Fue cuando su tridente empaló a tres grotescos pintados con motivos de guerra y redujo sus formas chillonas a papilla, que el señor Rangletch sintió que sus llagas supuraban.
Ven a mí, Rangletch , dijeron, mientras lloraban.
Con los dedos ulcerados flexionándose alrededor de la empuñadura de roble férreo podrida de su arma, Rangletch suspiró. Sacudió lo que quedaba de los cadáveres de los grots de las puntas de su tridente y lo pisoteó hasta convertirlo en escombros. La matanza no cesó solo porque él lo hiciera. El zumbido incesante y el silbido de las extremidades delanteras afiladas confirmaron la presencia de su montura Mosca Podrida aún cerca, corriendo de un lado a otro, desahogando su pueril rencor sobre los grots de madera con el poco regocijo que aún podía reunir. Pero Rangletch se quedó de pie, y Rangletch pensó.
Tras aquella primera visita, se preguntó brevemente si esta era la Llamada del Elegido. Solo llegaba a los campeones que habían captado la mirada del Rey de los Tres Ojos, y Rangletch era, sin duda, un campeón. Todas las ruinas miserables, las semillas de alma disueltas y los túmulos de huesos contaminados que dejó a su paso apestoso lo demostraban.
Pero, tal vez, no era así, reflexionó Rangletch. Tenía olfato para la viruela, y esto no le parecía una infusión del Elegido. No, eran asuntos demoníacos. Semejante atención divina debería haber sido un consuelo para el leal Señor de las Aflicciones, pero no lo fue. En cambio, le dejó una picazón en las tripas. Picazón …
—Luego —dijo Rangletch, dándole un revés a un jinete grot que estaba a punto de adelantarlo a toda velocidad. Ahora avanzaba a zancadas. El movimiento lo hacía más llevadero—. La enfermedad debe extenderse, no infectarse. Déjame con mi trabajo.
El chapoteo del follaje empapado marcó el paso de sus discípulos plagados de plagas mientras se abrían paso en la línea del frente de las grutas, obligando a los lunáticos a regresar a su santuario con cabeza de luna que se alzaba entre los árboles.
Todavía hay horizontes para recibir los regalos del abuelo. Tengo un propósito.
Ven a mí, Rangletch , escupió sus llagas.
Las puntas del tridente de Rangletch, cada una incrustada en suciedad, se hundieron en la tierra. La tierra se estremeció, erizándose al ver la furia del campeón fluir en ella, antes de que una ola nociva se extendiera hacia afuera. Lo sólido se volvió líquido. La roca se volvió rancia. Y, lentamente, el santuario de las grutas comenzó a hundirse. También lo hicieron sus gemintes defensores.

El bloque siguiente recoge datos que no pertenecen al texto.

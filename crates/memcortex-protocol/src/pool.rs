//! Lock-free object pools (C1).
//!
//! Buffers and JSON encoder/decoder shells are reused across requests to
//! bound allocation under load. Pools are backed by
//! `crossbeam::queue::ArrayQueue` rather than a mutex-guarded `Vec`, per
//! the "lock-free pool-of-channels" design note — `Get`/`Put` never
//! block and never contend on a single lock.
//!
//! Callers must return exactly one [`PooledBuffer`] per checkout (it
//! happens automatically via `Drop`) and must not retain the inner
//! `Vec<u8>` past that point.

use crossbeam::queue::ArrayQueue;
use std::sync::Arc;

/// A pool of reusable byte buffers.
#[derive(Clone)]
pub struct BufferPool {
    slots: Arc<ArrayQueue<Vec<u8>>>,
    default_capacity: usize,
}

impl BufferPool {
    /// Create a pool holding at most `capacity` idle buffers, each
    /// pre-allocated to `default_capacity` bytes when freshly created.
    pub fn new(capacity: usize, default_capacity: usize) -> Self {
        Self {
            slots: Arc::new(ArrayQueue::new(capacity)),
            default_capacity,
        }
    }

    /// Check out a buffer, creating a fresh one if the pool is empty.
    pub fn get(&self) -> PooledBuffer {
        let buf = self
            .slots
            .pop()
            .unwrap_or_else(|| Vec::with_capacity(self.default_capacity));
        PooledBuffer {
            buf: Some(buf),
            pool: self.slots.clone(),
        }
    }

    /// Number of buffers currently idle in the pool.
    pub fn idle_len(&self) -> usize {
        self.slots.len()
    }
}

/// A checked-out buffer. Cleared and returned to its pool on drop; if
/// the pool is at capacity the buffer is simply dropped instead.
pub struct PooledBuffer {
    buf: Option<Vec<u8>>,
    pool: Arc<ArrayQueue<Vec<u8>>>,
}

impl std::ops::Deref for PooledBuffer {
    type Target = Vec<u8>;
    fn deref(&self) -> &Vec<u8> {
        self.buf.as_ref().expect("buffer taken before drop")
    }
}

impl std::ops::DerefMut for PooledBuffer {
    fn deref_mut(&mut self) -> &mut Vec<u8> {
        self.buf.as_mut().expect("buffer taken before drop")
    }
}

impl Drop for PooledBuffer {
    fn drop(&mut self) {
        if let Some(mut buf) = self.buf.take() {
            buf.clear();
            let _ = self.pool.push(buf);
        }
    }
}

#[cfg(test)]
mod tests {
    use super::*;

    #[test]
    fn reused_buffer_comes_back_cleared() {
        let pool = BufferPool::new(4, 64);
        {
            let mut buf = pool.get();
            buf.extend_from_slice(b"hello");
        }
        assert_eq!(pool.idle_len(), 1);
        let buf = pool.get();
        assert!(buf.is_empty());
    }

    #[test]
    fn pool_creates_fresh_buffers_past_capacity() {
        let pool = BufferPool::new(1, 16);
        let a = pool.get();
        let b = pool.get();
        assert!(a.is_empty());
        assert!(b.is_empty());
    }
}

—Todavía no —dijo Rangletch al aire denso—. Todavía no.

Cuando llegó la tercera visita, Rangletch supo que ya no podía ignorarla. Se encontraba en lo alto del túmulo de algún antiguo jefe ghyranita, escuchando a sus hechiceros apiñados vomitar conjuros. Sus guerreros saqueaban las tumbas apiñadas, sacando a la luz los tesoros de los antiguos reyes para ensuciarlos. Pestigores astados se arrastraban y bramaban en hoscas procesiones alrededor de tótems óseos en llamas.

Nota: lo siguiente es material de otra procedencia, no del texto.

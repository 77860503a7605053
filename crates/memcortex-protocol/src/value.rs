//! Typed values for [`crate::chunk::ExtendedMetadata`].
//!
//! The wire format for chunk metadata is an opaque string-keyed JSON
//! object (so storage backends can evolve the schema without a protocol
//! bump), but the analytics engine needs type-safe access to the handful
//! of well-known keys it reads and writes. `Value` is that internal
//! tagged representation; it serializes untagged so the wire shape is
//! unaffected.

use serde::{Deserialize, Serialize};
use serde_json::Value as JsonValue;

/// A metadata value, tagged for type-safe internal access but untagged
/// on the wire so storage still exchanges opaque JSON.
#[derive(Debug, Clone, PartialEq, Serialize, Deserialize)]
#[serde(untagged)]
pub enum Value {
    /// A string value.
    String(String),
    /// An integer value.
    Int(i64),
    /// A floating point value.
    Float(f64),
    /// A boolean value.
    Bool(bool),
    /// An RFC 3339 timestamp, stored as the literal wire string.
    Timestamp(chrono::DateTime<chrono::Utc>),
    /// A nested object.
    Obj(std::collections::BTreeMap<String, Value>),
    /// An array of values.
    Arr(Vec<Value>),
}

impl Value {
    /// View this value as an `f64`, accepting both `Int` and `Float`.
    pub fn as_f64(&self) -> Option<f64> {
        match self {
            Self::Float(f) => Some(*f),
            Self::Int(i) => Some(*i as f64),
            _ => None,
        }
    }

    /// View this value as an `i64`, accepting both `Int` and `Float`
    /// (truncating toward zero).
    pub fn as_i64(&self) -> Option<i64> {
        match self {
            Self::Int(i) => Some(*i),
            Self::Float(f) => Some(*f as i64),
            _ => None,
        }
    }

    /// View this value as a `bool`.
    pub fn as_bool(&self) -> Option<bool> {
        match self {
            Self::Bool(b) => Some(*b),
            _ => None,
        }
    }

    /// View this value as a `&str`.
    pub fn as_str(&self) -> Option<&str> {
        match self {
            Self::String(s) => Some(s),
            _ => None,
        }
    }

    /// View this value as a timestamp. Strings are parsed as RFC 3339
    /// on demand, so values populated by external storage layers (which
    /// only know JSON strings) still work.
    pub fn as_timestamp(&self) -> Option<chrono::DateTime<chrono::Utc>> {
        match self {
            Self::Timestamp(t) => Some(*t),
            Self::String(s) => chrono::DateTime::parse_from_rfc3339(s)
                .ok()
                .map(|dt| dt.with_timezone(&chrono::Utc)),
            _ => None,
        }
    }
}

impl From<&str> for Value {
    fn from(s: &str) -> Self {
        Self::String(s.to_string())
    }
}

impl From<String> for Value {
    fn from(s: String) -> Self {
        Self::String(s)
    }
}

impl From<i64> for Value {
    fn from(i: i64) -> Self {
        Self::Int(i)
    }
}

impl From<f64> for Value {
    fn from(f: f64) -> Self {
        Self::Float(f)
    }
}

impl From<bool> for Value {
    fn from(b: bool) -> Self {
        Self::Bool(b)
    }
}

impl From<chrono::DateTime<chrono::Utc>> for Value {
    fn from(t: chrono::DateTime<chrono::Utc>) -> Self {
        Self::Timestamp(t)
    }
}

/// Convert a `Value` tree into plain `serde_json::Value` for exchange
/// with a storage backend that only understands opaque JSON.
impl From<Value> for JsonValue {
    fn from(value: Value) -> Self {
        match value {
            Value::String(s) => JsonValue::String(s),
            Value::Int(i) => JsonValue::Number(i.into()),
            Value::Float(f) => serde_json::Number::from_f64(f)
                .map(JsonValue::Number)
                .unwrap_or(JsonValue::Null),
            Value::Bool(b) => JsonValue::Bool(b),
            Value::Timestamp(t) => JsonValue::String(t.to_rfc3339()),
            Value::Obj(map) => {
                JsonValue::Object(map.into_iter().map(|(k, v)| (k, v.into())).collect())
            }
            Value::Arr(items) => JsonValue::Array(items.into_iter().map(Into::into).collect()),
        }
    }
}

#[cfg(test)]
mod tests {
    use super::*;

    #[test]
    fn timestamp_string_parses_on_demand() {
        let value = Value::String("2024-01-01T00:00:00Z".to_string());
        assert!(value.as_timestamp().is_some());
    }

    #[test]
    fn numeric_coercion_works_both_ways() {
        assert_eq!(Value::Int(10).as_f64(), Some(10.0));
        assert_eq!(Value::Float(10.9).as_i64(), Some(10));
    }

    #[test]
    fn untagged_round_trip_preserves_shape() {
        let value = Value::Obj(std::collections::BTreeMap::from([(
            "access_count".to_string(),
            Value::Int(5),
        )]));
        let json = serde_json::to_string(&value).unwrap();
        assert_eq!(json, r#"{"access_count":5}"#);
    }
}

Pero mientras caía una lluvia espesa y gélida, Rangletch oyó las palabras silbando en las aguas.
Me atenderás, Rangletch. Dios te ve, así es. No me niegues.
Dentro de su yelmo, la lengua agusanada de Rangletch se lamía los labios podridos hacía tiempo. Su mirada se alzó a través de la lluvia lloviznosa. En el horizonte, la inmensa sombra lo fulminaba con la mirada. Una gigantesca proa de hacha de hierro goteante se alzaba sobre la línea de árboles que formaba el contorno de una fortaleza. En realidad, el castillo no estaba allí; su forma física estaba a muchas leguas de distancia. Si alguno de sus guerreros hubiera mirado, no habría visto nada. Aun así, Rangletch conocía la naturaleza de esta aparición sombría.
—Peste Aguja. —Resoplando como un fuelle agujereado, Rangletch se arrancó una costra, apoyando el tridente sobre un hombro mientras el cansado pastor hacía su cayado—. Muy bien.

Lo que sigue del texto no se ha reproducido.